Market Price Protection

Market Price Protection

Why is my market order protected?

Market Price Protection ensures your market order is converted to a limit order within a predefined price range. The goal? To safeguard you from sudden and extreme price movements, especially in volatile or illiquid markets.

The implementation is in alignment with key circulars issued by the NSE and BSE, including:

These references outline the foundational principles and parameters that govern pre-trade risk controls and market price protection, ensuring orderly trading and effective risk management.

What does “Your market order is protected” mean?

When you see the nudge “Your market order is protected” on the order window, it means your market order will execute as a limit order with a small buffer over the current market price. For instance:

  • For cash stocks (NSE or BSE): The protection is set at 0.5% of the Last Traded Price (LTP).
  • For futures and options (F&O): The percentage varies based on the type of contract (stock or index) and the price range of the option premium.

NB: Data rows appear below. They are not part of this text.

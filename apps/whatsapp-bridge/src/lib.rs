pub mod config;
pub mod http;
pub mod lifecycle;
pub mod qr;
pub mod relay;
mod main_logic;

pub use main_logic::run;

These buffers are part of TurboTrader's risk controls to prevent unfavorable price execution due to market volatility.


Example Scenario:


Consider that a stock is currently trading at 90.


1. Buy order: A client places a market price protection buy order for 100 shares.


2. Protection range: The system establishes a protection range, i.e., 2% above the current price since the price is less than 100. As a result, the protection limit price is set at ₹91.80.


3. Order execution: The order attempts to execute immediately, buying shares at ₹91.80 or below, ensuring the best available price within that limit.


4. Limit order placed: If the order cannot be filled for 100 shares within this range, the remaining quantity will remain open as a limit order at ₹91.80.